Saved entries:
• • •

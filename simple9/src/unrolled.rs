//! Decoder with one straight-line extraction per selector.
//!
//! There is no per-item bounds check inside a word: every word writes its full
//! capacity, so the last word may run up to `MAX_ITEMS - 1` slots past the
//! logical length. The output always lives in an `OverrunBuffer`, which
//! reserves exactly that slack and zero-fills it one word at a time.

use std::io;

use byteorder::{LittleEndian, ReadBytesExt};
use log::{debug, trace};

use crate::{
    selector::{SELECTOR_BITS, SELECTOR_MASK},
    vbyte::Vbyte,
    Error, Result, MAX_ITEMS,
};

// Writes `$items` fields of `$bits` each from `$data` into `$dst`.
// The destination is sliced once, so the indexing below needs no checks.
macro_rules! unroll {
    ($dst:ident, $data:expr, $items:literal x $bits:literal; $( $i:literal )*) => {{
        let dst = &mut $dst[..$items];
        $( dst[$i] = ($data >> ($i * $bits)) & ((1 << $bits) - 1); )*
        $items
    }};
}

/// Output of the unrolled decoder: room for `n` items plus the overrun of a
/// full last word. Capacity is reserved up front, length grows per word.
struct OverrunBuffer {
    buf: Vec<u32>,
}

impl OverrunBuffer {
    fn with_items(n: usize) -> Result<Self> {
        let mut buf = Vec::new();
        buf.try_reserve_exact(n.saturating_add(MAX_ITEMS - 1))?;
        Ok(OverrunBuffer { buf })
    }

    /// The `MAX_ITEMS` slots starting at `pos`, where `pos` is below `n`.
    /// Never reallocates, since `pos + MAX_ITEMS <= n + MAX_ITEMS - 1`.
    fn word(&mut self, pos: usize) -> &mut [u32] {
        let end = pos + MAX_ITEMS;
        if self.buf.len() < end {
            self.buf.resize(end, 0);
        }
        &mut self.buf[pos..end]
    }

    fn into_vec(self) -> Vec<u32> {
        self.buf
    }
}

/// Decodes into the over-allocated buffer and leaves the overrun in place.
/// Returns the buffer, the logical length and the number of bytes read.
fn decode_overrun<R: io::Read>(mut r: R) -> Result<(Vec<u32>, usize, usize)> {
    let (n, mut bytes) = usize::read_from(&mut r)?;
    let mut buf = OverrunBuffer::with_items(n)?;

    let mut pos = 0;
    while pos < n {
        let word = r.read_u32::<LittleEndian>()?;
        bytes += 4;

        let data = word >> SELECTOR_BITS;
        let dst = buf.word(pos);
        let k = match word & SELECTOR_MASK {
            0 => unroll!(dst, data, 28 x 1;
                0 1 2 3 4 5 6 7 8 9 10 11 12 13 14 15 16 17 18 19 20 21 22 23 24 25 26 27),
            1 => unroll!(dst, data, 14 x 2; 0 1 2 3 4 5 6 7 8 9 10 11 12 13),
            2 => unroll!(dst, data, 9 x 3; 0 1 2 3 4 5 6 7 8),
            3 => unroll!(dst, data, 7 x 4; 0 1 2 3 4 5 6),
            4 => unroll!(dst, data, 5 x 5; 0 1 2 3 4),
            5 => unroll!(dst, data, 4 x 7; 0 1 2 3),
            6 => unroll!(dst, data, 3 x 9; 0 1 2),
            7 => unroll!(dst, data, 2 x 14; 0 1),
            8 => {
                dst[0] = data;
                1
            }
            s => return Err(Error::InvalidSelector(s)),
        };
        trace!("word {:#010x}: selector {} items {}", word, word & SELECTOR_MASK, k);
        pos += k;
    }

    debug!("decoded {} items from {} bytes (unrolled)", n, bytes);
    Ok((buf.into_vec(), n, bytes))
}

/// Decodes a stream from `r` with the unrolled extractor.
/// Returns the values and the number of bytes read.
///
/// The result equals `decode`'s. The returned vector is cut back to the
/// logical length but keeps the capacity of the over-allocated buffer.
pub fn decode_fast<R: io::Read>(r: R) -> Result<(Vec<u32>, usize)> {
    let (mut buf, n, bytes) = decode_overrun(r)?;
    buf.truncate(n);
    Ok((buf, bytes))
}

• • •

* **Task brief**:
Pull every line with the string "LittleEndian" from the data above.

* **Your solution**:
use byteorder::{LittleEndian, ReadBytesExt};
        let word = r.read_u32::<LittleEndian>()?;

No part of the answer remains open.